Nah begini cara menghitungnya ya kawan!
(%) Kenaikan tarif PPN = persentase tarif PPN baru - persentase tarif PPN lama / (prosentase tarif PPN lama) x 100%
= (12% - 11%) / (11%) x 100%
= 1/11 x 100%
= 9,09%
3 Dampak Naiknya PPN Bagi Masyarakat
1. Harga Barang Naik
Meskipun pemerintah menyebutkan bahwa hanya "barang mewah" saja yang dikenakan kenaikan PPN ini, namun nyatanya banyak sekali bahan pokok dan sembako yang terhitung sebagai "barang mewah". Hal tersebut tentu saja membuat harga yang akan dibeli oleh konsumen dapat naik dua kali lipat dibanding harga sebelumnya dikarenakan naiknya harga bahan baku untuk membuat sesuatu. Makanan dengan harga ramah di kantong seperti ayam geprek + nasi seharga 10 ribu rupiah, nasi campur 5 ribu rupiah, atau mie instan penyelamat hidup di akhir bulan bisa saja hilang karena naiknya harga bahan baku.
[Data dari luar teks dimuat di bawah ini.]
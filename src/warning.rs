//! Non-fatal diagnostics raised while decoding.
//!
//! A warning never changes the decoded tree. Each enabled [`WarningKind`] is
//! delivered at most once per decode call; nothing is remembered between
//! calls.

use crate::Span;
use crate::cursor::line_col;
use std::fmt;

#[cfg(test)]
#[path = "./warning_tests.rs"]
mod tests;

/// Category of a [`Warning`].
#[derive(Copy, Clone, Debug, PartialEq, Eq, Hash)]
pub enum WarningKind {
    /// A `[table]` header whose table only holds sub-tables, so the header
    /// could be dropped without changing the document.
    UnnecessaryExplicitSupertable,
    /// An inline table broken across several lines (TOML 1.1 only).
    MultilineInlineTable,
    /// A `-nan` literal, which is read as positive NaN.
    NegativeNan,
}

impl WarningKind {
    /// Every warning category.
    pub const ALL: [WarningKind; 3] = [
        WarningKind::UnnecessaryExplicitSupertable,
        WarningKind::MultilineInlineTable,
        WarningKind::NegativeNan,
    ];

    /// Stable short code for the category.
    pub fn code(self) -> &'static str {
        match self {
            WarningKind::UnnecessaryExplicitSupertable => "unnecessary-explicit-supertable",
            WarningKind::MultilineInlineTable => "multiline-inline-table",
            WarningKind::NegativeNan => "negative-nan",
        }
    }

    #[inline]
    fn bit(self) -> u8 {
        1 << self as u8
    }
}

impl fmt::Display for WarningKind {
    fn fmt(&self, f: &mut fmt::Formatter<'_>) -> fmt::Result {
        f.write_str(self.code())
    }
}

/// A set of [`WarningKind`]s.
#[derive(Copy, Clone, PartialEq, Eq, Hash, Default)]
pub struct WarningSet(u8);

impl WarningSet {
    /// Every category.
    pub fn all() -> Self {
        let mut set = Self::empty();
        for kind in WarningKind::ALL {
            set = set.with(kind);
        }
        set
    }

    /// No categories.
    pub const fn empty() -> Self {
        Self(0)
    }

    /// Returns a copy with `kind` added.
    #[must_use]
    pub fn with(self, kind: WarningKind) -> Self {
        Self(self.0 | kind.bit())
    }

    /// Returns a copy with `kind` removed.
    #[must_use]
    pub fn without(self, kind: WarningKind) -> Self {
        Self(self.0 & !kind.bit())
    }

    pub fn contains(self, kind: WarningKind) -> bool {
        self.0 & kind.bit() != 0
    }

    pub fn is_empty(self) -> bool {
        self.0 == 0
    }
}

impl fmt::Debug for WarningSet {
    fn fmt(&self, f: &mut fmt::Formatter<'_>) -> fmt::Result {
        f.debug_set()
            .entries(WarningKind::ALL.iter().filter(|kind| self.contains(**kind)))
            .finish()
    }
}

/// A non-fatal diagnostic produced by the decoder.
#[derive(Clone, Debug, PartialEq, Eq)]
pub struct Warning {
    /// The warning category.
    pub kind: WarningKind,
    /// Where in the source the warning was raised.
    pub span: Span,
    /// Zero-based line and column of `span.start`.
    pub line_info: Option<(usize, usize)>,
    /// Dotted name of the table involved, when there is one.
    pub table: Option<String>,
}

impl fmt::Display for Warning {
    fn fmt(&self, f: &mut fmt::Formatter<'_>) -> fmt::Result {
        match self.kind {
            WarningKind::UnnecessaryExplicitSupertable => {
                f.write_str("header `[")?;
                f.write_str(self.table.as_deref().unwrap_or(""))?;
                f.write_str("]` is unnecessary, the table only holds sub-tables")
            }
            WarningKind::MultilineInlineTable => f.write_str(
                "breaking an inline table across lines is discouraged, consider a regular table",
            ),
            WarningKind::NegativeNan => f.write_str("`-nan` was normalized to `nan`"),
        }
    }
}

/// Receiver of decoder warnings.
///
/// Implemented for closures taking a [`Warning`], and by [`LogSink`].
pub trait WarningSink {
    fn warn(&mut self, warning: Warning);
}

impl<F> WarningSink for F
where
    F: FnMut(Warning),
{
    fn warn(&mut self, warning: Warning) {
        self(warning)
    }
}

/// Forwards warnings to the [`log`] facade at `warn` level.
#[derive(Copy, Clone, Debug, Default)]
pub struct LogSink;

impl WarningSink for LogSink {
    fn warn(&mut self, warning: Warning) {
        match warning.line_info {
            Some((line, col)) => log::warn!(
                target: "toml_lattice",
                "{}: {} (line {}, column {})",
                warning.kind,
                warning,
                line + 1,
                col + 1
            ),
            None => log::warn!(target: "toml_lattice", "{}: {}", warning.kind, warning),
        }
    }
}

/// Per-decode warning state.
pub(crate) struct Warnings<'s> {
    sink: &'s mut dyn WarningSink,
    source: &'s str,
    enabled: WarningSet,
    delivered: WarningSet,
}

impl<'s> Warnings<'s> {
    pub(crate) fn new(source: &'s str, enabled: WarningSet, sink: &'s mut dyn WarningSink) -> Self {
        Self {
            sink,
            source,
            enabled,
            delivered: WarningSet::empty(),
        }
    }

    /// Returns `true` if a warning of `kind` would still be delivered.
    pub(crate) fn wants(&self, kind: WarningKind) -> bool {
        self.enabled.contains(kind) && !self.delivered.contains(kind)
    }

    pub(crate) fn emit(&mut self, kind: WarningKind, span: Span, table: Option<String>) {
        if !self.wants(kind) {
            return;
        }
        self.delivered = self.delivered.with(kind);
        let line_info = Some(line_col(self.source.as_bytes(), span.start as usize));
        self.sink.warn(Warning {
            kind,
            span,
            line_info,
            table,
        });
    }
}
Kabar buruk bagi teman teman pecinta hiburan seperti film dan musik karena selain makanan dan minuman, harga aplikasi streaming musik dan film akan naik juga per 1 Januari 2025.
2. Daya Beli Masyarakat Menurun
Harga barang barang yang naik tentu saja dapat melemahkan daya beli Masyarakat. Dengan gaji yang segitu-segitu saja, Masyarakat pasti akan mengurangi pengeluaran yang tidak perlu dan lebih berhemat lagi untuk dapat survive di kondisi perekonomian sekarang.
Analis kebijakan ekonomi APINDO, Ajib Hamdani, menjelaskan bahwa, "PPN itu adalah pajak akhir yang dikenakan pada seluruh pengguna, pajak akhir yang dikenakan pada seluruh masyarakat. Ini tidak dikenakan bagi para pengusaha, para pengusaha dapat impact negatif secara tidak langsungnya, yaitu jika daya beli Masyarakat turun, volume produksi barang dan jasa akan cenderung turun. Tapi yang lebih merasakan dampak atas kenaikan PPN itu dalam hal ini adalah Masyarakat."
3. Terjadinya PHK masal
Kenaikan PPN ini adalah sebuah siklus mematikan yang bukan hanya akan dirasakan rakyat kecil, tetapi juga akan dirasakan oleh Perusahaan.
Seperti yang sudah di bahas di poin sebelumnya, kenaikan PPN akan memukul daya beli masyarakat, yang pada akhirnya memaksa perusahaan untuk melakukan penyesuaian operasional. Salah satu langkah yang akan diambil pelaku usaha adalah pengurangan tenaga kerja.
Pengurangan tenaga kerja dapat berarti semakin sedikitnya lapangan kerja yang akan tersedia atau terjadinya PHK masal di Perusahaan atau agensi agar dapat bertahan di kondisi sekarang.